═══ Data for analysis

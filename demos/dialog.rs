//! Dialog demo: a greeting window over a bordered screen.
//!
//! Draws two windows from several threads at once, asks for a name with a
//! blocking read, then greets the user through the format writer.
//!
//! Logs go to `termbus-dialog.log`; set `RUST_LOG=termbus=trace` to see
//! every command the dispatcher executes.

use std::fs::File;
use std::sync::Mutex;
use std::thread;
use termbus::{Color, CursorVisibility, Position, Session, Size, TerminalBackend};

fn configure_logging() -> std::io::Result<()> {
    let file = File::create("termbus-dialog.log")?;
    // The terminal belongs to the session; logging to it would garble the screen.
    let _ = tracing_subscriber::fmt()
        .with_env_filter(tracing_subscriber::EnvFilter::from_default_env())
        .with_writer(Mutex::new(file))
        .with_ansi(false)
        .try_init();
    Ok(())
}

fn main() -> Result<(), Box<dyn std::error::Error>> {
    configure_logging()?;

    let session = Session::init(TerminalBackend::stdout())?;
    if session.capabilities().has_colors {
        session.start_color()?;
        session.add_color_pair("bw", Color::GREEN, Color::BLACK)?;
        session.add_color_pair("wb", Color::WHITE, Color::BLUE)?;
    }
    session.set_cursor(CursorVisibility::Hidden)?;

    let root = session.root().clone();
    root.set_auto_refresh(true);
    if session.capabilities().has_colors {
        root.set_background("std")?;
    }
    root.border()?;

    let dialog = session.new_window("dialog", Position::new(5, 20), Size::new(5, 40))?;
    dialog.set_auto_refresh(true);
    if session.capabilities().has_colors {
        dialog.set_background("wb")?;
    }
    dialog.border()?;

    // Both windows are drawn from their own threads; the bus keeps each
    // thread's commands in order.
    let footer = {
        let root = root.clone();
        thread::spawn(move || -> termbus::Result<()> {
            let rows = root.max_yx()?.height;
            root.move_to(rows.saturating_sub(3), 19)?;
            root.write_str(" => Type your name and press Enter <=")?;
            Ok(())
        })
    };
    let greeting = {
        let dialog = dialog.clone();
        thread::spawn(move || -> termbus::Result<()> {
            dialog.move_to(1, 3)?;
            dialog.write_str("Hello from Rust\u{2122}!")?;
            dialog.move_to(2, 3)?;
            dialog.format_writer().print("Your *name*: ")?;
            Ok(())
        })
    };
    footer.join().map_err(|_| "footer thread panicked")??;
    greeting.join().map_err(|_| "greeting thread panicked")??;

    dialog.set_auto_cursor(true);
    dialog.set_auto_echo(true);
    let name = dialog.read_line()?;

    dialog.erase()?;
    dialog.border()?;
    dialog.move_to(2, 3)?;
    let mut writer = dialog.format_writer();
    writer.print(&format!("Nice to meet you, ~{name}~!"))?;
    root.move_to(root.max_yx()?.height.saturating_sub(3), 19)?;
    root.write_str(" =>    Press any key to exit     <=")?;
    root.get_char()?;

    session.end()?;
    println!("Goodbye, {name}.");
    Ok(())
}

══════
═══ Data for analysis

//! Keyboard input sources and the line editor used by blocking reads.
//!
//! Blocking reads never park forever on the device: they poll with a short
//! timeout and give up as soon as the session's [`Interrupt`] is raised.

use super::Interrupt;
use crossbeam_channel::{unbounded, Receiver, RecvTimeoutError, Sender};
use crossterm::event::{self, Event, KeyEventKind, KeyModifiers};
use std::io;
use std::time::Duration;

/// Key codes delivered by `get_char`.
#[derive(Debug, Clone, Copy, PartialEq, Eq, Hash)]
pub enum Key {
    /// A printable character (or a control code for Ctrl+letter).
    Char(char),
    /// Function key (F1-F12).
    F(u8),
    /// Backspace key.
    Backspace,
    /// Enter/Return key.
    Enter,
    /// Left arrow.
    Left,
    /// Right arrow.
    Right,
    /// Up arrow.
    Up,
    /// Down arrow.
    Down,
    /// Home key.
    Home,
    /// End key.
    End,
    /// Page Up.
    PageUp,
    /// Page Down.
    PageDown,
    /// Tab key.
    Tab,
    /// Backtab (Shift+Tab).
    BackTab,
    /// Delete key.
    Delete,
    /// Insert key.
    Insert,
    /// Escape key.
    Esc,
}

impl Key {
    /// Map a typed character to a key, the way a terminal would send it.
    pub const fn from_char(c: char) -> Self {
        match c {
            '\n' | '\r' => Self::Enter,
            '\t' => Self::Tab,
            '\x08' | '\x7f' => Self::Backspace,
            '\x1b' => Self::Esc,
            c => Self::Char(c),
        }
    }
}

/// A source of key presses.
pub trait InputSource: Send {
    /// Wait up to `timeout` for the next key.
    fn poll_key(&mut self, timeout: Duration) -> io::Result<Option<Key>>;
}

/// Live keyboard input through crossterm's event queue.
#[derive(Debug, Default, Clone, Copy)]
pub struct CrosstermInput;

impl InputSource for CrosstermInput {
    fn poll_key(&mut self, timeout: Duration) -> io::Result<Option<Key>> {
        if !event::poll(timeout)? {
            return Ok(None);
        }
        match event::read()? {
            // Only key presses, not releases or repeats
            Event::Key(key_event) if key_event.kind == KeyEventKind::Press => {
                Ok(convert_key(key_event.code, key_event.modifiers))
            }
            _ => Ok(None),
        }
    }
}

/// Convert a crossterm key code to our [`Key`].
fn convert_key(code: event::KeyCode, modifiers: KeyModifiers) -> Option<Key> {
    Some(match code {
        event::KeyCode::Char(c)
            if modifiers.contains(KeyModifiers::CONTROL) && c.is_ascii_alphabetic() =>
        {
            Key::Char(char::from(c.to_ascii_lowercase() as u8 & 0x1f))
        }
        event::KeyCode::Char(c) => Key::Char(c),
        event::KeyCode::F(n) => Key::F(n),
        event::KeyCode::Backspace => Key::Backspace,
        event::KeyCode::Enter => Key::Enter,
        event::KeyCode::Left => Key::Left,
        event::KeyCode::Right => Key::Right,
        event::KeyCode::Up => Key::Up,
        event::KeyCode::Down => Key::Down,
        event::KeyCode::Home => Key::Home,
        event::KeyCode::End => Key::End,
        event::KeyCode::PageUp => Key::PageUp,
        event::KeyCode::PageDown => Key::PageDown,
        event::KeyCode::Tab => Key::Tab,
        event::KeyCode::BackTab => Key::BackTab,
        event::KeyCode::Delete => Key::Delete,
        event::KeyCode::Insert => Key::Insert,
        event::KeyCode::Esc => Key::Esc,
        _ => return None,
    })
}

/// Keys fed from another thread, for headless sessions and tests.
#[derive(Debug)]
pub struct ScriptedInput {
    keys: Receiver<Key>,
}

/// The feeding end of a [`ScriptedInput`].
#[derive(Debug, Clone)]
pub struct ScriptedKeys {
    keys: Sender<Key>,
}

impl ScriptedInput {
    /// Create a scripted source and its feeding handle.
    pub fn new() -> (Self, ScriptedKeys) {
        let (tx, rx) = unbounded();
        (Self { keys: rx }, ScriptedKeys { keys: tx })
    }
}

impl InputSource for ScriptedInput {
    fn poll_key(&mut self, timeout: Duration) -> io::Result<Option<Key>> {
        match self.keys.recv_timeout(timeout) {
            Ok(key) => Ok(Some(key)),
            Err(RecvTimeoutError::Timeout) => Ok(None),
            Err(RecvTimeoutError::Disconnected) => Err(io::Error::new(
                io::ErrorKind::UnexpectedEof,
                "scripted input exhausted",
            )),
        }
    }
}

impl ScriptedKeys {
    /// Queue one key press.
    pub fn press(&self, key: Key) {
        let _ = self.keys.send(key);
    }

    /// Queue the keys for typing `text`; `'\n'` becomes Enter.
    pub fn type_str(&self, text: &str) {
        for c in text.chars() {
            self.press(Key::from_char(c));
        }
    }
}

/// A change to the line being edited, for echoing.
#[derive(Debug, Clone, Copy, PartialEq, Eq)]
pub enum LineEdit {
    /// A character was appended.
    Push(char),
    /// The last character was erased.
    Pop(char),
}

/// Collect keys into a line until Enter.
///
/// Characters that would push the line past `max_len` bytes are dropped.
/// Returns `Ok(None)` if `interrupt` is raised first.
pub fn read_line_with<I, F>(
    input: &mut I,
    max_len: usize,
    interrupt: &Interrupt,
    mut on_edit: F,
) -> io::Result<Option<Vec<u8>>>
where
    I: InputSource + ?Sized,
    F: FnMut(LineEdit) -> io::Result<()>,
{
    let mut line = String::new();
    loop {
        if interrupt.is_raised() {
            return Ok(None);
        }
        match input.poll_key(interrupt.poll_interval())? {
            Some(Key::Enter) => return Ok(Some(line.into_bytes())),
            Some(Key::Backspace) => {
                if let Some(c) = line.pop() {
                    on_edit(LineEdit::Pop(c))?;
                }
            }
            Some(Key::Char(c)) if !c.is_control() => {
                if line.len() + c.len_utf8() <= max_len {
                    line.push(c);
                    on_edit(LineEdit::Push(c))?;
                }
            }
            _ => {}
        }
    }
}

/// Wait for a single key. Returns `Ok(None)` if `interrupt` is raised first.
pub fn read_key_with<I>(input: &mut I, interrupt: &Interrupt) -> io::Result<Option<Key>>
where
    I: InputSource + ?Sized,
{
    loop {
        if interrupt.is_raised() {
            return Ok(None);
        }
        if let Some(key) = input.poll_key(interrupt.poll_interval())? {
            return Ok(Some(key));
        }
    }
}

══════

» Work to complete: Which lines in the data above hold the word "screen"? Return each of them.

» Answer section:
//! Dialog demo: a greeting window over a bordered screen.
    // The terminal belongs to the session; logging to it would garble the screen.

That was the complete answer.